CreateCORVISPlot(corvisDataToPlot, graphTitle='United States: Confirmed Cases')

A more advanced example:

from corvis.corvis import *

unifiedDataCORVIS = LoadCORVISData(verbose=True)

corvisDataToPlot = FilterCORVISData(unifiedDataCORVIS, country='US', state=['NY', 'NJ'], aggregateBy=CORVISAggregations.COUNTRY, metric=CORVISMetrics.CONFIRMED, sourceData=CORVISDatasources.ALL, combineDatasources=CORVISCombineDatasourcesBy.MAX)
stayHomeCorvisDataToPlot = FilterCORVISData(unifiedDataCORVIS, country='US', state=['!NY', '!NJ', '!IA', '!NE', '!ND', '!SD', '!AR','!WY', '!UT', '!OK'], aggregateBy=CORVISAggregations.COUNTRY, metric=CORVISMetrics.CONFIRMED, sourceData=CORVISDatasources.ALL, combineDatasources=CORVISCombineDatasourcesBy.MAX)
stayHomePartialCorvisDataToPlot = FilterCORVISData(unifiedDataCORVIS, country='US', state=['WY', 'UT', 'OK'], aggregateBy=CORVISAggregations.COUNTRY, metric=CORVISMetrics.CONFIRMED, sourceData=CORVISDatasources.ALL, combineDatasources=CORVISCombineDatasourcesBy.MAX)
StayHomeNoneCorvisDataToPlot = FilterCORVISData(unifiedDataCORVIS, country='US', state=['IA', 'NE', 'ND', 'SD', 'AR'], aggregateBy=CORVISAggregations.COUNTRY, metric=CORVISMetrics.CONFIRMED, sourceData=CORVISDatasources.ALL, combineDatasources=CORVISCombineDatasourcesBy.MAX)
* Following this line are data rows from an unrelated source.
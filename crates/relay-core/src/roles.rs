use serde::{Deserialize, Serialize};
use std::str::FromStr;

pub const MIN_PANES: usize = 2;
pub const MAX_PANES: usize = 6;
pub const DEFAULT_PANES: usize = 3;

/// Clamp a requested pane count into the supported range.
///
/// Out-of-range counts are never rejected, only pulled to the nearest
/// boundary.
pub fn clamp_pane_count(count: i64) -> usize {
    count.clamp(MIN_PANES as i64, MAX_PANES as i64) as usize
}

/// Parse a pane count from user input. Non-numeric input defaults to
/// [`DEFAULT_PANES`]; the result is always clamped.
pub fn parse_pane_count(input: &str) -> usize {
    let parsed = input
        .trim()
        .parse::<i64>()
        .unwrap_or(DEFAULT_PANES as i64);
    clamp_pane_count(parsed)
}

/// How a pane count maps onto an ordered role list.
#[derive(Debug, Clone, Copy, PartialEq, Eq)]
pub enum RoleStrategy {
    /// Pane 0 is `leader` when the flag is set; remaining panes are
    /// `member_1..`. Without the flag every pane is a member.
    LeaderFlag { first_pane_is_leader: bool },
    /// Fixed lookup table keyed by pane count.
    Preset(RolePreset),
}

impl Default for RoleStrategy {
    fn default() -> Self {
        Self::LeaderFlag {
            first_pane_is_leader: true,
        }
    }
}

/// Named role-naming presets. The leader/member scheme is canonical;
/// these exist for teams that prefer a different vocabulary.
#[derive(Debug, Clone, Copy, PartialEq, Eq)]
pub enum RolePreset {
    /// `officer`, `leader`, then `member_1..`.
    OfficerCrew,
    /// Flat `agent_1..agent_n`.
    FlatAgents,
    /// Generic `pane_0..pane_(n-1)` fallback.
    FlatPanes,
}

impl FromStr for RolePreset {
    type Err = String;

    fn from_str(s: &str) -> Result<Self, Self::Err> {
        match s {
            "officer" => Ok(Self::OfficerCrew),
            "agents" => Ok(Self::FlatAgents),
            "panes" => Ok(Self::FlatPanes),
            other => Err(format!(
                "unknown preset: {other} (expected officer, agents, or panes)"
            )),
        }
    }
}

/// Resolve a pane count and strategy into an ordered role list.
///
/// Pure and total: the count is clamped into `[MIN_PANES, MAX_PANES]`
/// before resolution, the result length always equals the clamped
/// count, and role names are unique. Index 0 is the primary pane.
pub fn resolve(pane_count: usize, strategy: RoleStrategy) -> Vec<String> {
    let count = clamp_pane_count(pane_count as i64);
    match strategy {
        RoleStrategy::LeaderFlag {
            first_pane_is_leader: true,
        } => {
            let mut roles = vec!["leader".to_string()];
            roles.extend((1..count).map(|i| format!("member_{i}")));
            roles
        }
        RoleStrategy::LeaderFlag {
            first_pane_is_leader: false,
        } => (1..=count).map(|i| format!("member_{i}")).collect(),
        RoleStrategy::Preset(RolePreset::OfficerCrew) => {
            let mut roles = vec!["officer".to_string(), "leader".to_string()];
            roles.extend((1..=count - 2).map(|i| format!("member_{i}")));
            roles.truncate(count);
            roles
        }
        RoleStrategy::Preset(RolePreset::FlatAgents) => {
            (1..=count).map(|i| format!("agent_{i}")).collect()
        }
        RoleStrategy::Preset(RolePreset::FlatPanes) => {
            (0..count).map(|i| format!("pane_{i}")).collect()
        }
    }
}

/// Closed classification of a role name. Every name maps to exactly
/// one class; unknown names are contributors.
#[derive(Debug, Clone, Copy, PartialEq, Eq, Serialize, Deserialize)]
#[serde(rename_all = "snake_case")]
pub enum RoleClass {
    Coordinator,
    TeamLead,
    Contributor,
}

pub fn classify(role: &str) -> RoleClass {
    match role {
        "officer" => RoleClass::Coordinator,
        "leader" => RoleClass::TeamLead,
        _ => RoleClass::Contributor,
    }
}

#[cfg(test)]
mod tests {
    use super::*;

    #[test]
    fn counts_are_clamped() {
        assert_eq!(clamp_pane_count(1), 2);
        assert_eq!(clamp_pane_count(9), 6);
        assert_eq!(clamp_pane_count(-3), 2);
        assert_eq!(clamp_pane_count(4), 4);
        assert_eq!(
            resolve(1, RoleStrategy::default()),
            resolve(2, RoleStrategy::default())
        );
        assert_eq!(
            resolve(9, RoleStrategy::default()),
            resolve(6, RoleStrategy::default())
        );
    }

    #[test]
    fn non_numeric_input_defaults() {
        assert_eq!(parse_pane_count("abc"), 3);
        assert_eq!(parse_pane_count(""), 3);
        assert_eq!(parse_pane_count(" 5 "), 5);
        assert_eq!(parse_pane_count("0"), 2);
        assert_eq!(parse_pane_count("100"), 6);
    }

    #[test]
    fn leader_flag_roles() {
        assert_eq!(
            resolve(
                5,
                RoleStrategy::LeaderFlag {
                    first_pane_is_leader: true
                }
            ),
            vec!["leader", "member_1", "member_2", "member_3", "member_4"]
        );
        assert_eq!(
            resolve(
                5,
                RoleStrategy::LeaderFlag {
                    first_pane_is_leader: false
                }
            ),
            vec!["member_1", "member_2", "member_3", "member_4", "member_5"]
        );
    }

    #[test]
    fn officer_preset_table() {
        assert_eq!(
            resolve(4, RoleStrategy::Preset(RolePreset::OfficerCrew)),
            vec!["officer", "leader", "member_1", "member_2"]
        );
        assert_eq!(
            resolve(2, RoleStrategy::Preset(RolePreset::OfficerCrew)),
            vec!["officer", "leader"]
        );
    }

    #[test]
    fn flat_presets() {
        assert_eq!(
            resolve(3, RoleStrategy::Preset(RolePreset::FlatAgents)),
            vec!["agent_1", "agent_2", "agent_3"]
        );
        assert_eq!(
            resolve(3, RoleStrategy::Preset(RolePreset::FlatPanes)),
            vec!["pane_0", "pane_1", "pane_2"]
        );
    }

    #[test]
    fn resolved_roles_are_unique_and_sized() {
        let strategies = [
            RoleStrategy::LeaderFlag {
                first_pane_is_leader: true,
            },
            RoleStrategy::LeaderFlag {
                first_pane_is_leader: false,
            },
            RoleStrategy::Preset(RolePreset::OfficerCrew),
            RoleStrategy::Preset(RolePreset::FlatAgents),
            RoleStrategy::Preset(RolePreset::FlatPanes),
        ];
        for strategy in strategies {
            for count in MIN_PANES..=MAX_PANES {
                let roles = resolve(count, strategy);
                assert_eq!(roles.len(), count, "{strategy:?} count={count}");
                let mut sorted = roles.clone();
                sorted.sort();
                sorted.dedup();
                assert_eq!(sorted.len(), count, "{strategy:?} count={count}");
            }
        }
    }

    #[test]
    fn classification_is_total() {
        assert_eq!(classify("officer"), RoleClass::Coordinator);
        assert_eq!(classify("leader"), RoleClass::TeamLead);
        assert_eq!(classify("member_1"), RoleClass::Contributor);
        assert_eq!(classify("agent_2"), RoleClass::Contributor);
        assert_eq!(classify("anything-else"), RoleClass::Contributor);
    }
}
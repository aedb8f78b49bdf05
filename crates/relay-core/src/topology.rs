use chrono::{DateTime, Utc};
use serde::{Deserialize, Serialize};
use std::collections::HashSet;
use std::path::{Path, PathBuf};

use crate::error::{RelayError, Result};
use crate::roles::{self, RoleStrategy};

/// Snapshot file written at the target root. Unlike the mailbox files
/// it is rewritten unconditionally on every materialize run.
pub const CONFIG_FILE: &str = ".relay-config.json";

/// Resolved count + role list + flags for one initialized project.
///
/// Built once per initialization run and threaded through the steps as
/// an immutable value; re-running init with `force` is the only way to
/// replace it.
#[derive(Debug, Clone, PartialEq, Serialize, Deserialize)]
#[serde(rename_all = "camelCase")]
pub struct Topology {
    pub pane_count: usize,
    pub roles: Vec<String>,
    pub first_pane_is_leader: bool,
    pub auto_split: bool,
    pub created_at: DateTime<Utc>,
}

impl Topology {
    /// Build a topology from an explicit role list.
    pub fn new(roles: Vec<String>, first_pane_is_leader: bool, auto_split: bool) -> Result<Self> {
        if roles.is_empty() {
            return Err(RelayError::InvalidTopology("empty role list".into()));
        }
        let mut seen = HashSet::new();
        for role in &roles {
            if role.trim().is_empty() {
                return Err(RelayError::InvalidTopology("blank role name".into()));
            }
            if !seen.insert(role.as_str()) {
                return Err(RelayError::InvalidTopology(format!(
                    "duplicate role name: {role}"
                )));
            }
        }
        Ok(Self {
            pane_count: roles.len(),
            roles,
            first_pane_is_leader,
            auto_split,
            created_at: Utc::now(),
        })
    }

    /// Resolve a pane count through a role strategy into a topology.
    pub fn resolve(pane_count: usize, strategy: RoleStrategy, auto_split: bool) -> Result<Self> {
        let roles = roles::resolve(pane_count, strategy);
        let first_pane_is_leader = matches!(
            strategy,
            RoleStrategy::LeaderFlag {
                first_pane_is_leader: true
            }
        );
        Self::new(roles, first_pane_is_leader, auto_split)
    }

    pub fn snapshot_path(root: &Path) -> PathBuf {
        root.join(CONFIG_FILE)
    }

    /// Write the snapshot, replacing any previous one.
    pub fn save(&self, root: &Path) -> Result<()> {
        let json = serde_json::to_string_pretty(self)?;
        std::fs::write(Self::snapshot_path(root), json)?;
        Ok(())
    }

    /// Load the snapshot written by a previous init run.
    pub fn load(root: &Path) -> Result<Self> {
        let path = Self::snapshot_path(root);
        if !path.exists() {
            return Err(RelayError::ConfigMissing(path));
        }
        let data = std::fs::read_to_string(&path)?;
        Ok(serde_json::from_str(&data)?)
    }

    /// Pane index of a role, if it is part of this topology.
    pub fn role_index(&self, role: &str) -> Option<usize> {
        self.roles.iter().position(|r| r == role)
    }
}

#[cfg(test)]
mod tests {
    use super::*;
    use crate::roles::RolePreset;

    #[test]
    fn length_matches_count() {
        for count in 2..=6 {
            let topo = Topology::resolve(count, RoleStrategy::default(), false).unwrap();
            assert_eq!(topo.pane_count, count);
            assert_eq!(topo.roles.len(), count);
        }
    }

    #[test]
    fn rejects_duplicate_roles() {
        let err = Topology::new(
            vec!["leader".into(), "member_1".into(), "member_1".into()],
            true,
            false,
        )
        .unwrap_err();
        assert!(matches!(err, RelayError::InvalidTopology(_)));
    }

    #[test]
    fn rejects_empty_role_list() {
        assert!(Topology::new(vec![], true, false).is_err());
    }

    #[test]
    fn snapshot_round_trip() {
        let dir = tempfile::tempdir().unwrap();
        let topo = Topology::resolve(4, RoleStrategy::Preset(RolePreset::OfficerCrew), true)
            .unwrap();
        topo.save(dir.path()).unwrap();

        let loaded = Topology::load(dir.path()).unwrap();
        assert_eq!(loaded, topo);

        let raw = std::fs::read_to_string(dir.path().join(CONFIG_FILE)).unwrap();
        let value: serde_json::Value = serde_json::from_str(&raw).unwrap();
        assert_eq!(value["paneCount"], 4);
        assert_eq!(value["roles"][0], "officer");
        assert_eq!(value["firstPaneIsLeader"], false);
        assert_eq!(value["autoSplit"], true);
        assert!(value["createdAt"].is_string());
    }

    #[test]
    fn load_without_snapshot_is_config_missing() {
        let dir = tempfile::tempdir().unwrap();
        let err = Topology::load(dir.path()).unwrap_err();
        assert!(matches!(err, RelayError::ConfigMissing(_)));
    }

    #[test]
    fn role_index_follows_list_order() {
        let topo = Topology::resolve(3, RoleStrategy::default(), false).unwrap();
        assert_eq!(topo.role_index("leader"), Some(0));
        assert_eq!(topo.role_index("member_2"), Some(2));
        assert_eq!(topo.role_index("nobody"), None);
    }
}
corvisDataToPlot = corvisDataToPlot.append(stayHomeCorvisDataToPlot, ignore_index=True)
corvisDataToPlot = corvisDataToPlot.append(stayHomePartialCorvisDataToPlot, ignore_index=True)
corvisDataToPlot = corvisDataToPlot.append(StayHomeNoneCorvisDataToPlot, ignore_index=True)

corvisDataToPlot = ComputeCORVISPerCapita(corvisDataToPlot, 100000)
corvisDataToPlot = ComputeCORVISMovingAverage(corvisDataToPlot, 14)
corvisDataToPlot = ComputeCORVISMovingAverage(corvisDataToPlot, 14)

corvisDataToPlot = ComputeCORVISDailyChange(corvisDataToPlot)
corvisDataToPlot = ComputeCORVISDailyChange(corvisDataToPlot)

graphLegend = ['New York and New Jersey', 'Stay-at-home order, statewide (minus NY/NJ)', 'Stay-at-home order, some areas',  'No stay-at-home order']

CreateCORVISPlot(corvisDataToPlot, graphLegend, 'United States: Confirmed Cases – Per-Capita Rate of Change (14-day double moving average)', xLabel='Date', yLabel='Daily change per 100k people', startGraphAtThreshold=0.05)

Functions

LoadCORVISData()

LoadCORVISData() allows us to quickly and easily load the latest COVID-19 data directly from the server. Once loaded, it stores a copy of the data on our local server, along with the fingerprint for that data. On subsequent calls, it only downloads the data from the server again if the server has updated its fingerprint, meaning there is new data.

LoadCORVISData() also performs some basic data cleaning, manipulation, and collation. It selects fields of primary interest to data researchers and discards others (such as ISO and FIPS codes.) It also aligns data from different datasets to a single unified structure. Finally, it uses a lookup table to populate missing Population values in the dataset.

Parameters:

  • datasourceToLoad: a single CORVISDatasources enumerated value. The datasource to load. Default is CORVISDatasources.ALL (load data from all available sources.)
  • dataPath: a raw string representing a file path. The location to which to save data files. Defaults to the home directory (~/). Note: all saved data files are hidden.
  • forceDownload: a boolean value. When True, forces the application to download data from remote servers, bypassing the local saved data files. Default is False.
  • verbose: a boolean value. Provides verbose output when True. Default is False.

Returns:

  • a single pandas DataFrame containing a valid CORVIS dataset.

##FilterCORVISData() FilterCORVISData() allows users to quickly capture data for specific criteria, such as country, state, county, and metric.

###Parameters:

  • sourceCORVISDataframe: a CORVIS dataframe generated by this library.
  • country: a string or list of strings, used to filter by Country/Region. To exclude a country from a filter, add an exclamation point ! to the beginning of the string.
  • state: a string or list of strings, used to filter by State/Province. To exclude a state from a filter, add an exclamation point ! to the beginning of the string.
  • county: a string or list of strings, used to filter by County. To exclude a county from a filter, add an exclamation point ! to the beginning of the string.
  • region: an alias for country
  • province: an alias for state
  • aggregateBy: a single CORVISAggregations value. determines how to - aggregate your data: globally, nationally, by state, or not at all.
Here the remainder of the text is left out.